● **WHAT YOU ARE ASKED TO DO**:
The records follow. Filter them to the lines that hold "Duration".

● **EXERCISE DATA**:
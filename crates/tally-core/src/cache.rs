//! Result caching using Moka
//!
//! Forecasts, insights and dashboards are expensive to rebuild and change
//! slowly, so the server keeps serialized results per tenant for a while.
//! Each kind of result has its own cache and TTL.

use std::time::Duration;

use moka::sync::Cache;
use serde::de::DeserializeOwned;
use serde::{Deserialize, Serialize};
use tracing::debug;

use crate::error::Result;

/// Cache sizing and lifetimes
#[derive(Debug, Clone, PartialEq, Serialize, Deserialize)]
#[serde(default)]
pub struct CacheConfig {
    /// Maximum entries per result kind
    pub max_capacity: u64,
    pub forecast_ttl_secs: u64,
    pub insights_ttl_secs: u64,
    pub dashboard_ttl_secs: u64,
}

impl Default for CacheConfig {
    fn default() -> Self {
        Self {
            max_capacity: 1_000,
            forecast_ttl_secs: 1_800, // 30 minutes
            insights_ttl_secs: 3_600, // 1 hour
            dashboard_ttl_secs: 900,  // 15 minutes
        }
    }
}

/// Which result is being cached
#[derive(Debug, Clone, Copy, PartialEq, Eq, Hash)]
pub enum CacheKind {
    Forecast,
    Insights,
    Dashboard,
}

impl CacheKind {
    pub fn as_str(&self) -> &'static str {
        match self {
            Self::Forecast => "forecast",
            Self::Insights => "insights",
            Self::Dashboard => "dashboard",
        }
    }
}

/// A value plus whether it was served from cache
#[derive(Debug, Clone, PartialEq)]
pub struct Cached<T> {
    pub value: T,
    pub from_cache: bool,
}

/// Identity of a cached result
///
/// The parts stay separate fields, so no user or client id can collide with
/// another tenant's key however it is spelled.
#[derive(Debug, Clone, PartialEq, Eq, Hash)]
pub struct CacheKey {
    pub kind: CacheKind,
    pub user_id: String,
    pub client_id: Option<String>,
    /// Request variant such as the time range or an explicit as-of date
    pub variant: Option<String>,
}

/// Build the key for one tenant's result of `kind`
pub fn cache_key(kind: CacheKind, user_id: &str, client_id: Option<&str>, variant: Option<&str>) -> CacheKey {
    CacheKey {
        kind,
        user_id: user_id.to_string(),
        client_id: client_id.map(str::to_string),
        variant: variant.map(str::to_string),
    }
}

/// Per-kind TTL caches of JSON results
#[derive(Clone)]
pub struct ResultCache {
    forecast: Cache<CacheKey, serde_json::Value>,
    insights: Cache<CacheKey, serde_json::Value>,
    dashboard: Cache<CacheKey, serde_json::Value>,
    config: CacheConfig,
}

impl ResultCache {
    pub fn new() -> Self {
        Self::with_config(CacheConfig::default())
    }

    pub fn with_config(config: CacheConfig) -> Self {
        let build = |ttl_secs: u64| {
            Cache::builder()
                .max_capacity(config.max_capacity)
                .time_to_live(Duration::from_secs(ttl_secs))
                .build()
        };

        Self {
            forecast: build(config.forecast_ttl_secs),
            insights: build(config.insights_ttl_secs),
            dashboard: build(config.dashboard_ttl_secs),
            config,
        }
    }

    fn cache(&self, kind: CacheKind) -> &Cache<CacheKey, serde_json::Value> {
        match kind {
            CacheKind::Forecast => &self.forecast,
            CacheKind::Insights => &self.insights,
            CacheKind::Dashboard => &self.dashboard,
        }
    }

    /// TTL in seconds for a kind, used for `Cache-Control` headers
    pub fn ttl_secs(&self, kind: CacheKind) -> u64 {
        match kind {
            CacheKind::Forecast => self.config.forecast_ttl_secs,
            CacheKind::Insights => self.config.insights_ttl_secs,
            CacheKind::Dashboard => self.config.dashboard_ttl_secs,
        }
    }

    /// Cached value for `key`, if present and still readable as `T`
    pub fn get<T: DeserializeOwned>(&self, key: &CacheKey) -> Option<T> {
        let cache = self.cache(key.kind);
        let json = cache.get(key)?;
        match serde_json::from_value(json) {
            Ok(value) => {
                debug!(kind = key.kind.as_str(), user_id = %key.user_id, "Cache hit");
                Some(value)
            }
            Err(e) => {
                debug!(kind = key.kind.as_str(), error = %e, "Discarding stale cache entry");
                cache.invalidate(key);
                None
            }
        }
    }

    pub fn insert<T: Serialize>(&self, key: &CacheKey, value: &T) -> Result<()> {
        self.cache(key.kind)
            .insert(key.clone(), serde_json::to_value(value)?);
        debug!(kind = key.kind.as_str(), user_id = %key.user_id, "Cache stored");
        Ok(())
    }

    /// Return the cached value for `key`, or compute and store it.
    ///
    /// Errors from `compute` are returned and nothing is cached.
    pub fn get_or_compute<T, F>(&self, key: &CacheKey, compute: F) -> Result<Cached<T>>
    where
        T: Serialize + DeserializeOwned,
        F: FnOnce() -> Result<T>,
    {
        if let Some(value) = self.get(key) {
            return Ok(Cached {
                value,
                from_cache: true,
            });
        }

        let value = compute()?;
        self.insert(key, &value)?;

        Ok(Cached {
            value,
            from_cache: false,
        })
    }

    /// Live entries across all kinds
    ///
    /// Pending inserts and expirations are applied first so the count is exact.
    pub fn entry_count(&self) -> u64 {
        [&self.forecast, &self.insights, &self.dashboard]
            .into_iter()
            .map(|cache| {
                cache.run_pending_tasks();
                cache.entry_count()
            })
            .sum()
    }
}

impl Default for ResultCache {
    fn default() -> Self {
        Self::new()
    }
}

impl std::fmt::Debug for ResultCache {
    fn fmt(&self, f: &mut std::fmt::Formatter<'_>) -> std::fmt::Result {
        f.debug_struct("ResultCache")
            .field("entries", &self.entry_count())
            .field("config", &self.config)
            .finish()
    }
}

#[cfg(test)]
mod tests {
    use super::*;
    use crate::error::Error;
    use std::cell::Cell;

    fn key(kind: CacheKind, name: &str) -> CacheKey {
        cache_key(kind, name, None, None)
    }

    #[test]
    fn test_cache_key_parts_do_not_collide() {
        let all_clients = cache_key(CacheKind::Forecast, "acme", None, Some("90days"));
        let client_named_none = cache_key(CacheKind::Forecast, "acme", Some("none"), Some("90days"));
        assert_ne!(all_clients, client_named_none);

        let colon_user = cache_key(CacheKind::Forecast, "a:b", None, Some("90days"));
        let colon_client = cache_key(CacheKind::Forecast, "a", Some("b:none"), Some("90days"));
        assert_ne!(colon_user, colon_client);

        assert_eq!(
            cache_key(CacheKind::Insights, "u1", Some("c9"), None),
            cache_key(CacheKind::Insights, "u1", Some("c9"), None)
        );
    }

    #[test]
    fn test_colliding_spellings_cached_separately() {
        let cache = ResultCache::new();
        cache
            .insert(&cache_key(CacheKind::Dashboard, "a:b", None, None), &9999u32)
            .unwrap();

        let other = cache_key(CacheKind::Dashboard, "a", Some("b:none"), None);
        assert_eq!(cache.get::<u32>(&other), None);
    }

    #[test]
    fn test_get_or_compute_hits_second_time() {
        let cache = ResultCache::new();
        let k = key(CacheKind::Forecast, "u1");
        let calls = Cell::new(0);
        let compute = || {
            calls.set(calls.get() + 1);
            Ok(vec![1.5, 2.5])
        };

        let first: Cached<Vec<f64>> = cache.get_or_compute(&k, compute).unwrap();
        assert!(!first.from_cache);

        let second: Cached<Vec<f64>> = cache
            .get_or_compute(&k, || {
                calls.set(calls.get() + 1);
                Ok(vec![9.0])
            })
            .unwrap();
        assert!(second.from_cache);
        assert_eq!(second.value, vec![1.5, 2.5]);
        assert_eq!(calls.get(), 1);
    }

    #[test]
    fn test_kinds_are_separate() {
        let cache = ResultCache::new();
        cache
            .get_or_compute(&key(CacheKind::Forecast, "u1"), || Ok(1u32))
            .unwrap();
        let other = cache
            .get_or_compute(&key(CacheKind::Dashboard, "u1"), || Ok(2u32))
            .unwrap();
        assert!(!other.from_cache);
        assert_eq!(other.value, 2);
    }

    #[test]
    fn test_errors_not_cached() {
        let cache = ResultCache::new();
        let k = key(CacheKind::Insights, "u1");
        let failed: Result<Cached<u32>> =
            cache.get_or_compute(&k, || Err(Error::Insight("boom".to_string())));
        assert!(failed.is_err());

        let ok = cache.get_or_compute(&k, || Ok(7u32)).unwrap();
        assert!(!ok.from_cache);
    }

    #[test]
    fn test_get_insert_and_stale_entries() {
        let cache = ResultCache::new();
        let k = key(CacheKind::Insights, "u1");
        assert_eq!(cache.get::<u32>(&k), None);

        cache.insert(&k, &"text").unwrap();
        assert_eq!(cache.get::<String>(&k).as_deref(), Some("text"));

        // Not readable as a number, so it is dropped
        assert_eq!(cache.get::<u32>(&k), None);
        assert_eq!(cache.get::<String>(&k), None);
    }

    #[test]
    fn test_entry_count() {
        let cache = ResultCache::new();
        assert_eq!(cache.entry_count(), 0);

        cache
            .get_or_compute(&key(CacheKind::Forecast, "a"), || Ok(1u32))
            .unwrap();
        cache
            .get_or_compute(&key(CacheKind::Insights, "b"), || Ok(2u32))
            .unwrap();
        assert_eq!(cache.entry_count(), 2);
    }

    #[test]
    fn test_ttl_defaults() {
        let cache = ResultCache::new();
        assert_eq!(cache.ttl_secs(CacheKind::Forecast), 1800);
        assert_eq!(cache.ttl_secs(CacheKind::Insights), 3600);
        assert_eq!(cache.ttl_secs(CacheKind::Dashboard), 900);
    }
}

==

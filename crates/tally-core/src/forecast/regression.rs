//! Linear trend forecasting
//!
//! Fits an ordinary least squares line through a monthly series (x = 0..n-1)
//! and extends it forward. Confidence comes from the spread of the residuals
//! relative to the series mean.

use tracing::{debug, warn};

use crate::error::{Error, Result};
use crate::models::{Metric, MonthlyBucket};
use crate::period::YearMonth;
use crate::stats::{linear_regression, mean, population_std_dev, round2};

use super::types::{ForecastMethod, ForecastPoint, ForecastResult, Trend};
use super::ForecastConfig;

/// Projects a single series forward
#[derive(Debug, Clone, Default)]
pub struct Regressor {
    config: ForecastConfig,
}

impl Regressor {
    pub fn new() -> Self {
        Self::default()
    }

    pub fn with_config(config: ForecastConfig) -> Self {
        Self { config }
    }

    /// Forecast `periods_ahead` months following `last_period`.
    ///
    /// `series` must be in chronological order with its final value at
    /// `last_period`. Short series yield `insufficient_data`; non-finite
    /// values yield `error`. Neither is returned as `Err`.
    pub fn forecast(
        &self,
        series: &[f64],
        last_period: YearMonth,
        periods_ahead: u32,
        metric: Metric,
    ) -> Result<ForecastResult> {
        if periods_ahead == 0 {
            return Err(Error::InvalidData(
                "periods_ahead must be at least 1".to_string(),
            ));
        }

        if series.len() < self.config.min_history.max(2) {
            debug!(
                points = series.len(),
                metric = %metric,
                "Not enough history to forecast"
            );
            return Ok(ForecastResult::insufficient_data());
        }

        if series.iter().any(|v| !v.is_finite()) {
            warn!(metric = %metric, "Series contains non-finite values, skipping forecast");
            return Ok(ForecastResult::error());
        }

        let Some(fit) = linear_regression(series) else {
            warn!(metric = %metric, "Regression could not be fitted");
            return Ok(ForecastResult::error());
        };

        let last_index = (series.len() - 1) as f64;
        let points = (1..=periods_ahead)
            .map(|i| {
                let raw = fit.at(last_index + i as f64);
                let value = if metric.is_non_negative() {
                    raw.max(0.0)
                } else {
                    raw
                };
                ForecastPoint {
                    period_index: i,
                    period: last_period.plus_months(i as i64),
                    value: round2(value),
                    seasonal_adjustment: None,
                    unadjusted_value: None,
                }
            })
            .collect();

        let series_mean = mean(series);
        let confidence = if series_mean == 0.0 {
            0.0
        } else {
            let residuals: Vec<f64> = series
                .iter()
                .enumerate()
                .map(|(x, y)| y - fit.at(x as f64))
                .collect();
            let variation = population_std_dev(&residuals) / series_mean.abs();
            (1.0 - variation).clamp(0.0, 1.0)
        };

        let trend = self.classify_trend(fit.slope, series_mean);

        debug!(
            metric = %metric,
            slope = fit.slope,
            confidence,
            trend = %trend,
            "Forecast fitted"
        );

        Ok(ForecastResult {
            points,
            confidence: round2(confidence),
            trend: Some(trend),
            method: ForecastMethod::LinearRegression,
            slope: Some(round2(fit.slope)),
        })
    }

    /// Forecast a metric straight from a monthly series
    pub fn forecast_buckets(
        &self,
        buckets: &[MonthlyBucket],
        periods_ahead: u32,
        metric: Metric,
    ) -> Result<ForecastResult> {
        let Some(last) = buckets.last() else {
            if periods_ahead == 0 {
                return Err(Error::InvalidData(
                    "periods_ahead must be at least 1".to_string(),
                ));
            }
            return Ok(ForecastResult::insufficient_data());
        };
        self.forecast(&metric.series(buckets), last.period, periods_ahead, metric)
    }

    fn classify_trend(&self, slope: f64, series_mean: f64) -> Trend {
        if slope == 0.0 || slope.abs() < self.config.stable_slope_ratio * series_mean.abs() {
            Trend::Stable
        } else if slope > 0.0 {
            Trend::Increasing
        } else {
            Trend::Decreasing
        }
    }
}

● **RESPONSE BOX**:
use std::time::Duration;
                .time_to_live(Duration::from_secs(ttl_secs))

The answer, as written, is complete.